■ What to produce:
Out of the data below, copy every line with the string "None".

(Data for this exercise)

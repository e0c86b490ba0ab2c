//! Property-based tests for estimation versioning.
//!
//! - Versions per project are contiguous from 1
//! - `estimate_created` is raised by the first estimate and never cleared

use std::sync::Arc;

use proptest::prelude::*;
use rust_decimal::Decimal;

use super::service::EstimationService;
use super::types::CreateEstimationInput;
use crate::testing::{MemoryLedger, block_on, seed_project};

fn cost() -> impl Strategy<Value = Decimal> {
    (0i64..1_000_000_000i64).prop_map(|cents| Decimal::new(cents, 2))
}

fn cost_rows() -> impl Strategy<Value = Vec<(Decimal, Decimal, Decimal, Decimal)>> {
    prop::collection::vec((cost(), cost(), cost(), cost()), 1..12)
}

proptest! {
    #![proptest_config(ProptestConfig::with_cases(64))]

    /// *For any* sequence of estimate requests on one project, the stored
    /// versions are exactly `1..=n` and the latest is `n`.
    #[test]
    fn prop_versions_are_contiguous(rows in cost_rows()) {
        let ledger = Arc::new(MemoryLedger::new());
        let project = seed_project(&ledger, "PRJ-P1");
        let service = EstimationService::new(ledger.clone(), ledger.clone());

        let (versions, latest, flag) = block_on(async {
            let mut flags = Vec::new();
            for (labor, material, service_cost, contingency) in &rows {
                service
                    .create_or_update_estimate(CreateEstimationInput {
                        project_ref: "PRJ-P1".to_string(),
                        labor_cost: *labor,
                        material_cost: *material,
                        service_cost: *service_cost,
                        contingency_cost: *contingency,
                        notes: None,
                        created_by: None,
                    })
                    .await
                    .unwrap();
                flags.push(ledger.project(project.id).estimate_created);
            }
            let versions: Vec<i32> = service
                .get_estimates_by_project("PRJ-P1")
                .await
                .unwrap()
                .iter()
                .map(|e| e.version)
                .collect();
            let latest = service.get_latest_estimate("PRJ-P1").await.unwrap();
            (versions, latest, flags)
        });

        let expected: Vec<i32> = (1..=i32::try_from(rows.len()).unwrap()).collect();
        prop_assert_eq!(&versions, &expected);
        prop_assert_eq!(latest.map(|e| e.version), expected.last().copied());
        prop_assert!(flag.iter().all(|f| *f));
    }

    /// *For any* estimate, `total_cost` equals the sum of its four budgets.
    #[test]
    fn prop_total_cost_is_sum(
        labor in cost(),
        material in cost(),
        service_cost in cost(),
        contingency in cost(),
    ) {
        let ledger = Arc::new(MemoryLedger::new());
        seed_project(&ledger, "PRJ-P2");
        let service = EstimationService::new(ledger.clone(), ledger.clone());

        let estimation = block_on(service.create_or_update_estimate(CreateEstimationInput {
            project_ref: "PRJ-P2".to_string(),
            labor_cost: labor,
            material_cost: material,
            service_cost,
            contingency_cost: contingency,
            notes: None,
            created_by: None,
        }))
        .unwrap();

        prop_assert_eq!(
            estimation.total_cost,
            labor + material + service_cost + contingency
        );
    }
}
//! Estimation versioning routes.

use axum::{
    Json, Router,
    extract::{Path, Query, State},
    http::StatusCode,
    response::IntoResponse,
    routing::{get, post, put},
};
use rust_decimal::Decimal;
use serde::Deserialize;
use uuid::Uuid;

use crate::{AppState, error::ApiError, middleware::Actor};
use estimo_core::estimation::{CreateEstimationInput, EstimationError, EstimationStatus};

/// Creates the estimation routes.
pub fn routes() -> Router<AppState> {
    Router::new()
        .route("/estimations", post(create_estimation).get(list_estimations))
        .route("/estimations/approved", get(list_approved_estimations))
        .route("/estimations/{id}", get(get_estimation))
        .route("/estimations/{id}/status", put(update_estimation_status))
        .route(
            "/projects/{project_ref}/estimations",
            get(list_project_estimations),
        )
        .route(
            "/projects/{project_ref}/estimations/latest",
            get(get_latest_estimation),
        )
}

// ============================================================================
// Request Types
// ============================================================================

/// Request body for creating an estimation version.
#[derive(Debug, Deserialize)]
pub struct CreateEstimationRequest {
    /// Project id or code.
    pub project: String,
    /// Labor budget.
    #[serde(default)]
    pub labor_cost: Decimal,
    /// Material budget.
    #[serde(default)]
    pub material_cost: Decimal,
    /// Service and transport budget.
    #[serde(default)]
    pub service_cost: Decimal,
    /// Contingency and miscellaneous budget.
    #[serde(default)]
    pub contingency_cost: Decimal,
    /// Notes.
    pub notes: Option<String>,
}

/// Query parameters for listing estimations.
#[derive(Debug, Default, Deserialize)]
pub struct ListEstimationsQuery {
    /// Project id or code.
    pub project: Option<String>,
    /// Status filter.
    pub status: Option<String>,
}

/// Request body for a status change.
#[derive(Debug, Deserialize)]
pub struct UpdateStatusRequest {
    /// New status: pending, approved, or rejected.
    pub status: String,
}

// ============================================================================
// Route Handlers
// ============================================================================

/// POST `/estimations` - Create the next estimation version of a project.
async fn create_estimation(
    State(state): State<AppState>,
    actor: Actor,
    Json(payload): Json<CreateEstimationRequest>,
) -> Result<impl IntoResponse, ApiError> {
    let estimation = state
        .estimation_service()
        .create_or_update_estimate(CreateEstimationInput {
            project_ref: payload.project,
            labor_cost: payload.labor_cost,
            material_cost: payload.material_cost,
            service_cost: payload.service_cost,
            contingency_cost: payload.contingency_cost,
            notes: payload.notes,
            created_by: actor.user_id(),
        })
        .await?;

    Ok((StatusCode::CREATED, Json(estimation)))
}

/// GET `/estimations` - List estimations, optionally by project and status.
async fn list_estimations(
    State(state): State<AppState>,
    Query(query): Query<ListEstimationsQuery>,
) -> Result<impl IntoResponse, ApiError> {
    let status = query
        .status
        .as_deref()
        .map(|s| EstimationStatus::parse(s).ok_or_else(|| EstimationError::InvalidStatus(s.to_string())))
        .transpose()?;

    let service = state.estimation_service();
    let mut estimations = match query.project.as_deref() {
        Some(project_ref) => service.get_estimates_by_project(project_ref).await?,
        None => service.get_all_estimates().await?,
    };
    if let Some(status) = status {
        estimations.retain(|e| e.status == status);
    }

    Ok(Json(estimations))
}

/// GET `/estimations/approved` - List approved estimations.
async fn list_approved_estimations(
    State(state): State<AppState>,
) -> Result<impl IntoResponse, ApiError> {
    let estimations = state.estimation_service().get_approved_estimates().await?;
    Ok(Json(estimations))
}

/// GET `/estimations/{id}` - Get one estimation.
async fn get_estimation(
    State(state): State<AppState>,
    Path(id): Path<Uuid>,
) -> Result<impl IntoResponse, ApiError> {
    let estimation = state.estimation_service().get_estimate(id).await?;
    Ok(Json(estimation))
}

/// PUT `/estimations/{id}/status` - Approve, reject, or reset an estimation.
async fn update_estimation_status(
    State(state): State<AppState>,
    Path(id): Path<Uuid>,
    Json(payload): Json<UpdateStatusRequest>,
) -> Result<impl IntoResponse, ApiError> {
    let estimation = state
        .estimation_service()
        .set_status(id, &payload.status)
        .await?;
    Ok(Json(estimation))
}

/// GET `/projects/{project_ref}/estimations` - All versions of a project.
async fn list_project_estimations(
    State(state): State<AppState>,
    Path(project_ref): Path<String>,
) -> Result<impl IntoResponse, ApiError> {
    let estimations = state
        .estimation_service()
        .get_estimates_by_project(&project_ref)
        .await?;
    Ok(Json(estimations))
}

/// GET `/projects/{project_ref}/estimations/latest` - Highest version, or `null`.
async fn get_latest_estimation(
    State(state): State<AppState>,
    Path(project_ref): Path<String>,
) -> Result<impl IntoResponse, ApiError> {
    let estimation = state
        .estimation_service()
        .get_latest_estimate(&project_ref)
        .await?;
    Ok(Json(estimation))
}
//! Expense repository for database operations.

use std::collections::HashMap;

use rust_decimal::Decimal;
use sea_orm::{
    ActiveModelTrait, ColumnTrait, DatabaseConnection, DbErr, EntityTrait, QueryFilter,
    QueryOrder, QuerySelect, Set,
};
use uuid::Uuid;

use crate::entities::{expenses, sea_orm_active_enums::ExpenseCategory as DbExpenseCategory};
use estimo_core::spend::{
    Expense, ExpenseCategory, ExpenseFilter, ExpenseRepository as ExpenseRepoTrait, SpendError,
};

/// Expense repository implementation.
#[derive(Debug, Clone)]
pub struct ExpenseRepository {
    db: DatabaseConnection,
}

impl ExpenseRepository {
    /// Create a new expense repository.
    #[must_use]
    pub fn new(db: DatabaseConnection) -> Self {
        Self { db }
    }
}

impl ExpenseRepoTrait for ExpenseRepository {
    async fn insert(&self, expense: Expense) -> Result<Expense, SpendError> {
        let model = to_active_model(expense)
            .insert(&self.db)
            .await
            .map_err(|e| SpendError::Database(e.to_string()))?;

        Ok(to_domain(model))
    }

    async fn find_by_id(&self, id: Uuid) -> Result<Option<Expense>, SpendError> {
        let model = expenses::Entity::find_by_id(id)
            .one(&self.db)
            .await
            .map_err(|e| SpendError::Database(e.to_string()))?;

        Ok(model.map(to_domain))
    }

    async fn update(&self, expense: Expense) -> Result<Expense, SpendError> {
        let id = expense.id;
        let model = to_active_model(expense)
            .update(&self.db)
            .await
            .map_err(|e| match e {
                DbErr::RecordNotUpdated => SpendError::NotFound(id),
                other => SpendError::Database(other.to_string()),
            })?;

        Ok(to_domain(model))
    }

    async fn list(&self, filter: ExpenseFilter) -> Result<Vec<Expense>, SpendError> {
        let mut query = expenses::Entity::find();

        if let Some(project_id) = filter.project_id {
            query = query.filter(expenses::Column::ProjectId.eq(project_id));
        }
        if let Some(category) = filter.category {
            query = query.filter(expenses::Column::Category.eq(to_db_category(category)));
        }

        let models = query
            .order_by_desc(expenses::Column::CreatedAt)
            .all(&self.db)
            .await
            .map_err(|e| SpendError::Database(e.to_string()))?;

        Ok(models.into_iter().map(to_domain).collect())
    }

    async fn totals_by_category(
        &self,
        project_id: Uuid,
    ) -> Result<HashMap<ExpenseCategory, Decimal>, SpendError> {
        let rows: Vec<(DbExpenseCategory, Option<Decimal>)> = expenses::Entity::find()
            .select_only()
            .column(expenses::Column::Category)
            .column_as(expenses::Column::Amount.sum(), "total")
            .filter(expenses::Column::ProjectId.eq(project_id))
            .group_by(expenses::Column::Category)
            .into_tuple()
            .all(&self.db)
            .await
            .map_err(|e| SpendError::Database(e.to_string()))?;

        Ok(rows
            .into_iter()
            .map(|(category, total)| (from_db_category(category), total.unwrap_or_default()))
            .collect())
    }
}

/// Convert domain expense category to database enum.
fn to_db_category(category: ExpenseCategory) -> DbExpenseCategory {
    match category {
        ExpenseCategory::Labor => DbExpenseCategory::Labor,
        ExpenseCategory::Procurement => DbExpenseCategory::Procurement,
        ExpenseCategory::Transport => DbExpenseCategory::Transport,
        ExpenseCategory::Misc => DbExpenseCategory::Misc,
    }
}

/// Convert database enum to domain expense category.
pub(crate) fn from_db_category(category: DbExpenseCategory) -> ExpenseCategory {
    match category {
        DbExpenseCategory::Labor => ExpenseCategory::Labor,
        DbExpenseCategory::Procurement => ExpenseCategory::Procurement,
        DbExpenseCategory::Transport => ExpenseCategory::Transport,
        DbExpenseCategory::Misc => ExpenseCategory::Misc,
    }
}

fn to_active_model(expense: Expense) -> expenses::ActiveModel {
    expenses::ActiveModel {
        id: Set(expense.id),
        project_id: Set(expense.project_id),
        category: Set(to_db_category(expense.category)),
        amount: Set(expense.amount),
        description: Set(expense.description),
        proof_url: Set(expense.proof_url),
        created_by: Set(expense.created_by),
        created_at: Set(expense.created_at.into()),
        updated_at: Set(expense.updated_at.into()),
    }
}

/// Convert a database row to the domain expense.
pub(crate) fn to_domain(model: expenses::Model) -> Expense {
    Expense {
        id: model.id,
        project_id: model.project_id,
        category: from_db_category(model.category),
        amount: model.amount,
        description: model.description,
        proof_url: model.proof_url,
        created_by: model.created_by,
        created_at: model.created_at.into(),
        updated_at: model.updated_at.into(),
    }
}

(End Data for this exercise)

■ Exercise result:
                        notes: None,
                        created_by: None,
            notes: None,
            created_by: None,
        None => service.get_all_estimates().await?,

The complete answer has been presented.